*** Given data

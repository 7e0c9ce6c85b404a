//! Running every enabled report and writing the navigation page

use super::generator::ReportRenderer;
use super::registry::{ReportDefinition, ReportGroup, ReportRegistry};
use super::template::{Template, DEFAULT_INDEX_TEMPLATE};
use crate::analyzer::ClassifierContext;
use crate::models::CatalogEntry;
use crate::utils::helpers::escape_html;
use anyhow::{Context, Result};
use std::fs;
use std::path::{Path, PathBuf};
use tracing::{error, info};

/// What happened to one report during a build.
#[derive(Debug, Clone, PartialEq, Eq)]
pub struct ReportOutcome {
    pub name: String,
    pub group: String,
    /// Row count, or the rendering error.
    pub result: Result<usize, String>,
}

#[derive(Debug, Clone, Default)]
pub struct BuildSummary {
    pub reports: Vec<ReportOutcome>,
    pub index_path: PathBuf,
}

impl BuildSummary {
    pub fn succeeded(&self) -> impl Iterator<Item = &ReportOutcome> {
        self.reports.iter().filter(|r| r.result.is_ok())
    }

    pub fn failed(&self) -> impl Iterator<Item = &ReportOutcome> {
        self.reports.iter().filter(|r| r.result.is_err())
    }

    pub fn rows(&self, name: &str) -> Option<usize> {
        self.reports
            .iter()
            .find(|r| r.name == name)
            .and_then(|r| r.result.as_ref().ok().copied())
    }
}

/// Accumulates index sections while reports are generated.
#[derive(Debug, Default)]
pub struct IndexBuilder {
    sections: Vec<String>,
    template_path: Option<PathBuf>,
}

impl IndexBuilder {
    pub fn new() -> Self {
        Self::default()
    }

    pub fn with_template(mut self, path: impl Into<PathBuf>) -> Self {
        self.template_path = Some(path.into());
        self
    }

    pub fn push_group(&mut self, group: &ReportGroup) {
        self.sections.push(format!(
            "<h1><a name=\"group{}\"></a>{}</h1>",
            escape_html(&group.id),
            group.header
        ));
    }

    pub fn push_report(&mut self, report: &ReportDefinition, rows: Option<usize>) {
        let link = match rows {
            Some(rows) => format!("<a href=\"{0}.html\">{0}</a> ({1})", report.name, rows),
            None => format!("{} (failed)", report.name),
        };
        self.sections.push(format!(
            "<p>{}</p><blockquote><p>{}</p></blockquote>",
            link, report.header
        ));
    }

    pub fn render(&self, ctx: &ClassifierContext) -> Result<String> {
        let template = Template::load_or(self.template_path.as_deref(), DEFAULT_INDEX_TEMPLATE)?;
        let date = ctx.now.format("%Y-%m-%d").to_string();
        let index = self.sections.join("");
        Ok(template.fill(&[("__date__", date.as_str()), ("__index__", index.as_str())]))
    }

    /// Generate every enabled report, group by group in declaration order,
    /// then write `<out_dir>/index.html`.
    ///
    /// A failing report is logged, listed as failed and skipped; only a
    /// failure to write the index aborts the build.
    pub fn run(
        mut self,
        registry: &ReportRegistry,
        renderer: &ReportRenderer,
        catalog: &mut [CatalogEntry],
        ctx: &ClassifierContext,
        out_dir: &Path,
    ) -> Result<BuildSummary> {
        let mut summary = BuildSummary::default();

        for group in registry.groups() {
            self.push_group(group);
            for report in registry.reports_in(&group.id).filter(|r| r.enabled) {
                info!("  -> {}", report.name);
                let result = renderer.generate(catalog, report, ctx, out_dir);
                if let Err(err) = &result {
                    error!("Report {} failed: {:#}", report.name, err);
                }
                self.push_report(report, result.as_ref().ok().copied());
                summary.reports.push(ReportOutcome {
                    name: report.name.clone(),
                    group: group.id.clone(),
                    result: result.map_err(|err| format!("{:#}", err)),
                });
            }
        }

        let html = self.render(ctx)?;
        fs::create_dir_all(out_dir)
            .with_context(|| format!("Failed to create {}", out_dir.display()))?;
        let index_path = out_dir.join("index.html");
        fs::write(&index_path, html)
            .with_context(|| format!("Failed to write {}", index_path.display()))?;
        summary.index_path = index_path;

        Ok(summary)
    }
}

******

__Problem to solve__:
Present each line from the listing that holds the string "Debug".

__Output below__:
#[derive(Debug, Clone, PartialEq, Eq)]
#[derive(Debug, Clone, Default)]
#[derive(Debug, Default)]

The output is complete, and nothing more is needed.